Cenerentola è una di quelle fiabe che sembrano innocue come zucchero a velo… e invece, se le guardi con occhi femministi, sono un manuale di addestramento alla docilità.
1) La fiaba ti insegna che la bontà è sopportare
Cenerentola non è “buona”: è addestrata alla resistenza.
Subisce umiliazioni, lavoro forzato, isolamento, violenza psicologica quotidiana… e la narrazione lo chiama “virtù”.
Il messaggio è micidiale:
se sei gentile, se non reagisci, se ti fai calpestare con grazia… allora meriti un premio.
Non è bontà. È sottomissione romanticizzata.
2) La vera qualità richiesta a una donna è essere scelta
Cenerentola non “conquista” nulla.
Non sceglie. Non decide. Non progetta. Non si libera.
La fiaba ruota attorno a un solo evento: essere notata da un uomo.
E come avviene? Con una trasformazione estetica: abito, capelli, carrozza, luce addosso.
Il sottotesto è chiarissimo:
non importa chi sei. Importa come appari quando finalmente ti guardano.
3) Il principe non è un amore: è un selezionatore
Il principe non conosce Cenerentola.
Non le parla davvero. Non la ascolta. Non la vede nella sua vita reale.
La vede ballare una sera, e decide che quella è “la donna giusta”.
Non è amore: è consumo. È colpo d’occhio. È possesso.
E poi parte la scena più inquietante:
un uomo che gira casa per casa con una scarpa, come se stesse cercando la taglia giusta per il suo desiderio.
Non una persona.
Una misura.
4) Il corpo femminile è la prova d’identità
La scarpetta è un simbolo violentissimo:
Cenerentola viene riconosciuta non per la sua intelligenza, la sua storia, il suo carattere… ma perché il suo corpo combacia con un oggetto.
È la fiaba che ti dice:
la tua legittimità passa dal tuo corpo.
E se non “entri” nello standard… fuori.
Fuori dalla festa, fuori dal sogno, fuori dalla felicità.
5) Il lavoro domestico è invisibile (e non vale niente)

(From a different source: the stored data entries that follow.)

//! Color values of SVG paint properties.

use crate::color::Color;
use nom::{
    branch::alt,
    bytes::complete::tag_no_case,
    character::complete::{char, multispace0},
    combinator::opt,
    number::complete::double,
    sequence::{delimited, pair, terminated, tuple},
    IResult,
};
use phf::phf_map;

/// CSS named colors, 8 bit sRGB.
static NAMED_COLORS: phf::Map<&'static str, [u8; 3]> = phf_map! {
    "aliceblue" => [240, 248, 255],
    "antiquewhite" => [250, 235, 215],
    "aqua" => [0, 255, 255],
    "aquamarine" => [127, 255, 212],
    "azure" => [240, 255, 255],
    "beige" => [245, 245, 220],
    "bisque" => [255, 228, 196],
    "black" => [0, 0, 0],
    "blanchedalmond" => [255, 235, 205],
    "blue" => [0, 0, 255],
    "blueviolet" => [138, 43, 226],
    "brown" => [165, 42, 42],
    "burlywood" => [222, 184, 135],
    "cadetblue" => [95, 158, 160],
    "chartreuse" => [127, 255, 0],
    "chocolate" => [210, 105, 30],
    "coral" => [255, 127, 80],
    "cornflowerblue" => [100, 149, 237],
    "cornsilk" => [255, 248, 220],
    "crimson" => [220, 20, 60],
    "cyan" => [0, 255, 255],
    "darkblue" => [0, 0, 139],
    "darkcyan" => [0, 139, 139],
    "darkgoldenrod" => [184, 134, 11],
    "darkgray" => [169, 169, 169],
    "darkgreen" => [0, 100, 0],
    "darkgrey" => [169, 169, 169],
    "darkkhaki" => [189, 183, 107],
    "darkmagenta" => [139, 0, 139],
    "darkolivegreen" => [85, 107, 47],
    "darkorange" => [255, 140, 0],
    "darkorchid" => [153, 50, 204],
    "darkred" => [139, 0, 0],
    "darksalmon" => [233, 150, 122],
    "darkseagreen" => [143, 188, 143],
    "darkslateblue" => [72, 61, 139],
    "darkslategray" => [47, 79, 79],
    "darkslategrey" => [47, 79, 79],
    "darkturquoise" => [0, 206, 209],
    "darkviolet" => [148, 0, 211],
    "deeppink" => [255, 20, 147],
    "deepskyblue" => [0, 191, 255],
    "dimgray" => [105, 105, 105],
    "dimgrey" => [105, 105, 105],
    "dodgerblue" => [30, 144, 255],
    "firebrick" => [178, 34, 34],
    "floralwhite" => [255, 250, 240],
    "forestgreen" => [34, 139, 34],
    "fuchsia" => [255, 0, 255],
    "gainsboro" => [220, 220, 220],
    "ghostwhite" => [248, 248, 255],
    "gold" => [255, 215, 0],
    "goldenrod" => [218, 165, 32],
    "gray" => [128, 128, 128],
    "grey" => [128, 128, 128],
    "green" => [0, 128, 0],
    "greenyellow" => [173, 255, 47],
    "honeydew" => [240, 255, 240],
    "hotpink" => [255, 105, 180],
    "indianred" => [205, 92, 92],
    "indigo" => [75, 0, 130],
    "ivory" => [255, 255, 240],
    "khaki" => [240, 230, 140],
    "lavender" => [230, 230, 250],
    "lavenderblush" => [255, 240, 245],
    "lawngreen" => [124, 252, 0],
    "lemonchiffon" => [255, 250, 205],
    "lightblue" => [173, 216, 230],
    "lightcoral" => [240, 128, 128],
    "lightcyan" => [224, 255, 255],
    "lightgoldenrodyellow" => [250, 250, 210],
    "lightgray" => [211, 211, 211],
    "lightgreen" => [144, 238, 144],
    "lightgrey" => [211, 211, 211],
    "lightpink" => [255, 182, 193],
    "lightsalmon" => [255, 160, 122],
    "lightseagreen" => [32, 178, 170],
    "lightskyblue" => [135, 206, 250],
    "lightslategray" => [119, 136, 153],
    "lightslategrey" => [119, 136, 153],
    "lightsteelblue" => [176, 196, 222],
    "lightyellow" => [255, 255, 224],
    "lime" => [0, 255, 0],
    "limegreen" => [50, 205, 50],
    "linen" => [250, 240, 230],
    "magenta" => [255, 0, 255],
    "maroon" => [128, 0, 0],
    "mediumaquamarine" => [102, 205, 170],
    "mediumblue" => [0, 0, 205],
    "mediumorchid" => [186, 85, 211],
    "mediumpurple" => [147, 112, 219],
    "mediumseagreen" => [60, 179, 113],
    "mediumslateblue" => [123, 104, 238],
    "mediumspringgreen" => [0, 250, 154],
    "mediumturquoise" => [72, 209, 204],
    "mediumvioletred" => [199, 21, 133],
    "midnightblue" => [25, 25, 112],
    "mintcream" => [245, 255, 250],
    "mistyrose" => [255, 228, 225],
    "moccasin" => [255, 228, 181],
    "navajowhite" => [255, 222, 173],
    "navy" => [0, 0, 128],
    "oldlace" => [253, 245, 230],
    "olive" => [128, 128, 0],
    "olivedrab" => [107, 142, 35],
    "orange" => [255, 165, 0],
    "orangered" => [255, 69, 0],
    "orchid" => [218, 112, 214],
    "palegoldenrod" => [238, 232, 170],
    "palegreen" => [152, 251, 152],
    "paleturquoise" => [175, 238, 238],
    "palevioletred" => [219, 112, 147],
    "papayawhip" => [255, 239, 213],
    "peachpuff" => [255, 218, 185],
    "peru" => [205, 133, 63],
    "pink" => [255, 192, 203],
    "plum" => [221, 160, 221],
    "powderblue" => [176, 224, 230],
    "purple" => [128, 0, 128],
    "rebeccapurple" => [102, 51, 153],
    "red" => [255, 0, 0],
    "rosybrown" => [188, 143, 143],
    "royalblue" => [65, 105, 225],
    "saddlebrown" => [139, 69, 19],
    "salmon" => [250, 128, 114],
    "sandybrown" => [244, 164, 96],
    "seagreen" => [46, 139, 87],
    "seashell" => [255, 245, 238],
    "sienna" => [160, 82, 45],
    "silver" => [192, 192, 192],
    "skyblue" => [135, 206, 235],
    "slateblue" => [106, 90, 205],
    "slategray" => [112, 128, 144],
    "slategrey" => [112, 128, 144],
    "snow" => [255, 250, 250],
    "springgreen" => [0, 255, 127],
    "steelblue" => [70, 130, 180],
    "tan" => [210, 180, 140],
    "teal" => [0, 128, 128],
    "thistle" => [216, 191, 216],
    "tomato" => [255, 99, 71],
    "turquoise" => [64, 224, 208],
    "violet" => [238, 130, 238],
    "wheat" => [245, 222, 179],
    "white" => [255, 255, 255],
    "whitesmoke" => [245, 245, 245],
    "yellow" => [255, 255, 0],
    "yellowgreen" => [154, 205, 50],
};

pub fn named_color(name: &str) -> Option<Color> {
    NAMED_COLORS
        .get(name.to_ascii_lowercase().as_str())
        .map(|[r, g, b]| Color::rgb8(*r, *g, *b).with_name(name))
}

/// Number with optional percent sign, `scale` is the value of 100%.
fn scaled(scale: f64) -> impl Fn(&str) -> IResult<&str, f64> {
    move |input| {
        let (input, (v, percent)) = delimited(
            multispace0,
            pair(double, opt(char('%'))),
            pair(multispace0, opt(char(','))),
        )(input)?;
        let v = if percent.is_some() { v / 100.0 } else { v / scale };
        Ok((input, v.clamp(0.0, 1.0)))
    }
}

fn rgb_function(input: &str) -> IResult<&str, Color> {
    let (input, _) = terminated(alt((tag_no_case("rgba("), tag_no_case("rgb("))), multispace0)(input)?;
    let (input, (r, g, b)) = tuple((scaled(255.0), scaled(255.0), scaled(255.0)))(input)?;
    let (input, alpha) = opt(scaled(1.0))(input)?;
    let (input, _) = pair(multispace0, char(')'))(input)?;
    Ok((input, Color::rgb(r, g, b).with_alpha(alpha.unwrap_or(1.0))))
}

/// Parse a color value: `#rgb`, `#rrggbb`, `rgb()`/`rgba()` or a name.
pub fn parse_color(s: &str) -> Option<Color> {
    let s = s.trim();
    if s.starts_with('#') {
        return crate::color::parse_hex(s);
    }
    if let Ok((_, c)) = rgb_function(s) {
        return Some(c);
    }
    named_color(s)
}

Cenerentola lavora senza sosta.
Tiene in piedi una casa intera. È efficiente, resistente, capace.
Ma quel lavoro non le dà dignità, indipendenza, libertà.
Le dà solo cenere sulle mani.
La fiaba ti sussurra:
puoi essere indispensabile, eppure restare una serva.
Finché non arriva un uomo a “tirarti fuori”.
È una narrazione perfetta per mantenere le donne intrappolate nel ruolo di servizio.
6) Le donne sono messe una contro l’altra
La matrigna e le sorellastre non sono solo cattive: sono un meccanismo narrativo preciso.
Sono lì per insegnarti che:
le donne sono rivali
le donne sono crudeli tra loro
l’unica salvezza è essere “diversa” dalle altre
Non c’è sorellanza. Non c’è alleanza.
C’è competizione per un uomo e per un posto sociale.
E guarda caso: il potere femminile (la matrigna) viene rappresentato come mostruoso.
7) La magia non libera: abbellisce
La fata madrina non organizza una fuga.
Non denuncia l’abuso.
Non costruisce autonomia.
Fa un restyling.
È un intervento cosmetico travestito da salvezza:
non cambiare la tua condizione: cambia la tua immagine.
E infatti l’incantesimo dura poco.
Perché la libertà femminile, in questa fiaba, è sempre a tempo determinato.
8) Il lieto fine è un trasferimento di proprietà
Cenerentola passa dalla matrigna al principe.
Non ottiene un lavoro, una casa sua, un progetto, un nome, un’identità.
Ottiene un matrimonio che la “legittima”.
La fiaba non racconta emancipazione: racconta un passaggio di custodia.
Da una prigione a un palazzo.
Che è più elegante, certo.
Ma sempre una gabbia, se non puoi scegliere.
Conclusione: la trappola zuccherata
Cenerentola è una fiaba che educa le bambine a questo:
soffri in silenzio
sii bella quando serve
non disturbare
non reagire
non pretendere
aspetta
e magari qualcuno ti noterà
E se non ti nota nessuno?
Allora, secondo questa logica, è colpa tua: non eri abbastanza perfetta.
Ed è qui che la fiaba diventa pericolosa:
perché vende come “romantico” ciò che è strutturalmente patriarcale.